Evaluation of Flexural Strength of Repaired Denture Bases Using Two Reinforcement Systems: An In Vitro Study

Mallika M Karthik, Manoj Shetty, Nivya John, Omkar K Shetty, Divyesh Mehta, Sorte N Swatantra

Keywords : Acrylic resin, Denture base, Glass fiber, Reinforcement, Repair

Citation Information : Karthik MM, Shetty M, John N, Shetty OK, Mehta D, Swatantra SN. Evaluation of Flexural Strength of Repaired Denture Bases Using Two Reinforcement Systems: An In Vitro Study. World J Dent 2023; 14 (8):666-670.

DOI: 10.5005/jp-journals-10015-2279

License: CC BY-NC 4.0

Published Online: 20-09-2023

Copyright Statement:  Copyright © 2023; The Author(s).


Abstract

Aim: The aim of the study was to compare the flexural strength of repair materials, silane-incorporated glass fiber, and metal fibers with conventional acrylic repair systems. Materials and methods: A total of 48 heat-cure denture base resin specimens were prepared and finished and divided into three groups of 16 acrylic specimens. In every group, the final repair samples were made by placing two acrylic specimens separated by a 4 mm space in a silicone mold to make a place for the repair. The final repair samples were eight per group. Group I (control) was repaired by filling the space with autopolymerizing resin and used as comparative specimens. For group II, 30 mm long metal wire (18 gauge) reinforcement air-abraded (with 50 µ alumina oxide particles) and treated with the adhesive primer was placed in the center of the groove.

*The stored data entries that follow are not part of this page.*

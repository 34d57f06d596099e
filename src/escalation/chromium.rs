//! Chromium-based renderer using chromiumoxide.

use super::Renderer;
use anyhow::{Context, Result};
use async_trait::async_trait;
use chromiumoxide::browser::{Browser, BrowserConfig};
use chromiumoxide::cdp::browser_protocol::network::{EnableParams, SetBlockedUrLsParams};
use chromiumoxide::cdp::browser_protocol::page::CaptureScreenshotFormat;
use chromiumoxide::element::Element;
use chromiumoxide::page::Page;
use futures::StreamExt;
use std::time::Duration;
use tokio::sync::Mutex;
use tokio::task::JoinHandle;

/// Resource URL patterns that are never loaded while rendering
const BLOCKED_PATTERNS: &[&str] = &[
    "*.png", "*.jpg", "*.jpeg", "*.gif", "*.webp", "*.avif", "*.ico", "*.svg", "*.mp4",
    "*.webm", "*.mp3", "*.wav", "*.ogg", "*.woff", "*.woff2", "*.ttf", "*.otf", "*.eot",
];

/// Scrolls to the bottom in steps so lazily loaded content is requested
const AUTO_SCROLL_JS: &str = r#"
new Promise((resolve) => {
    let total = 0;
    const distance = 600;
    const timer = setInterval(() => {
        window.scrollBy(0, distance);
        total += distance;
        if (total >= document.body.scrollHeight) {
            clearInterval(timer);
            resolve(true);
        }
    }, 120);
})
"#;

/// How long to wait for the screenshot selector to appear
const SELECTOR_WAIT: Duration = Duration::from_secs(5);

struct RunningBrowser {
    browser: Browser,
    handler: JoinHandle<()>,
}

/// Headless Chromium, launched on first use
pub struct ChromiumRenderer {
    timeout: Duration,
    running: Mutex<Option<RunningBrowser>>,
}

impl ChromiumRenderer {
    /// Creates the renderer without launching a browser
    ///
    /// `timeout` bounds each render or screenshot from navigation to capture.
    pub fn new(timeout: Duration) -> Self {
        Self {
            timeout,
            running: Mutex::new(None),
        }
    }

    async fn launch() -> Result<RunningBrowser> {
        let config = BrowserConfig::builder()
            .arg("--headless=new")
            .arg("--disable-gpu")
            .arg("--no-sandbox")
            .arg("--disable-dev-shm-usage")
            .arg("--disable-extensions")
            .build()
            .map_err(|e| anyhow::anyhow!("failed to build browser config: {e}"))?;

        let (browser, mut handler) = Browser::launch(config)
            .await
            .context("failed to launch Chromium")?;

        let handler = tokio::spawn(async move {
            while let Some(event) = handler.next().await {
                let _ = event;
            }
        });

        tracing::info!("Launched headless Chromium");
        Ok(RunningBrowser { browser, handler })
    }

    async fn new_page(&self) -> Result<Page> {
        let mut running = self.running.lock().await;
        if running.is_none() {
            *running = Some(Self::launch().await?);
        }
        let browser = &running.as_ref().context("browser not running")?.browser;
        browser
            .new_page("about:blank")
            .await
            .context("failed to open a tab")
    }

    /// Navigates a tab with heavy resources blocked, then scrolls it
    async fn navigate(page: &Page, url: &str) -> Result<()> {
        page.execute(EnableParams::default()).await?;
        let blocked = BLOCKED_PATTERNS.iter().map(|p| p.to_string()).collect();
        page.execute(SetBlockedUrLsParams::new(blocked)).await?;

        page.goto(url).await.context("navigation failed")?;
        page.wait_for_navigation().await?;
        page.evaluate(AUTO_SCROLL_JS).await.context("scroll failed")?;

        Ok(())
    }

    async fn wait_for_element(page: &Page, selector: &str) -> Result<Element> {
        tokio::time::timeout(SELECTOR_WAIT, async {
            loop {
                if let Ok(element) = page.find_element(selector).await {
                    return element;
                }
                tokio::time::sleep(Duration::from_millis(250)).await;
            }
        })
        .await
        .with_context(|| format!("no element matched {selector}"))
    }

    /// Opens a blank tab within the render timeout
    async fn open_bounded(&self) -> Result<Page> {
        tokio::time::timeout(self.timeout, self.new_page())
            .await
            .with_context(|| format!("timed out after {:?} opening a tab", self.timeout))?
    }

    /// The tab is closed whether the work finished, failed or timed out
    async fn render_html(&self, url: &str) -> Result<String> {
        let page = self.open_bounded().await?;
        let result = tokio::time::timeout(self.timeout, async {
            Self::navigate(&page, url).await?;
            page.content().await.context("failed to read page content")
        })
        .await;
        let _ = page.close().await;

        result.with_context(|| format!("timed out after {:?}", self.timeout))?
    }

    async fn capture(&self, url: &str, selector: &str) -> Result<Vec<u8>> {
        let page = self.open_bounded().await?;
        let result = tokio::time::timeout(self.timeout, async {
            Self::navigate(&page, url).await?;
            let element = Self::wait_for_element(&page, selector).await?;
            element
                .screenshot(CaptureScreenshotFormat::Png)
                .await
                .context("element screenshot failed")
        })
        .await;
        let _ = page.close().await;

        result.with_context(|| format!("timed out after {:?}", self.timeout))?
    }
}

#[async_trait]
impl Renderer for ChromiumRenderer {
    async fn render(&self, url: &str) -> Option<String> {
        match self.render_html(url).await {
            Ok(html) => Some(html),
            Err(e) => {
                tracing::warn!("Render failed for {}: {:#}", url, e);
                None
            }
        }
    }

    async fn screenshot(&self, url: &str, selector: &str) -> Option<Vec<u8>> {
        match self.capture(url, selector).await {
            Ok(png) => Some(png),
            Err(e) => {
                tracing::debug!("Screenshot failed for {}: {:#}", url, e);
                None
            }
        }
    }

    async fn close(&self) {
        let Some(mut running) = self.running.lock().await.take() else {
            return;
        };
        if let Err(e) = running.browser.close().await {
            tracing::debug!("Browser close failed: {}", e);
        }
        let _ = running.browser.wait().await;
        running.handler.abort();
        tracing::info!("Closed headless Chromium");
    }
}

For group III, the glass fiber was immersed in a Monobond-S (Ivoclar) silane coupling agent for 10 minutes before being placed into the groove and air-dried. Twenty-four final samples were tested for flexural strength on an Instron testing apparatus. All data was analyzed using the analysis of variance (ANOVA) test followed by Bonferroni test. Results: The transverse strength of acrylic resin specimens, repaired with autopolymerizing acrylic resin alone, increased when reinforcement materials were used. When the two reinforcements used were compared it was found that the flexural strength of group II (stainless steel) was 95.868 MPa and was greater than the flexural strength of group III (glass fibers) which was 78.351 MPa. Conclusion: Reinforcements improve the repair strength. Glass fiber and stainless steel metal wire reinforcement material provide greater repair strength than autopolymerizing resin alone. Clinical significance: Use of repair resins can reduce the need to construct a new denture altogether thereby decreasing the chair side time and cost.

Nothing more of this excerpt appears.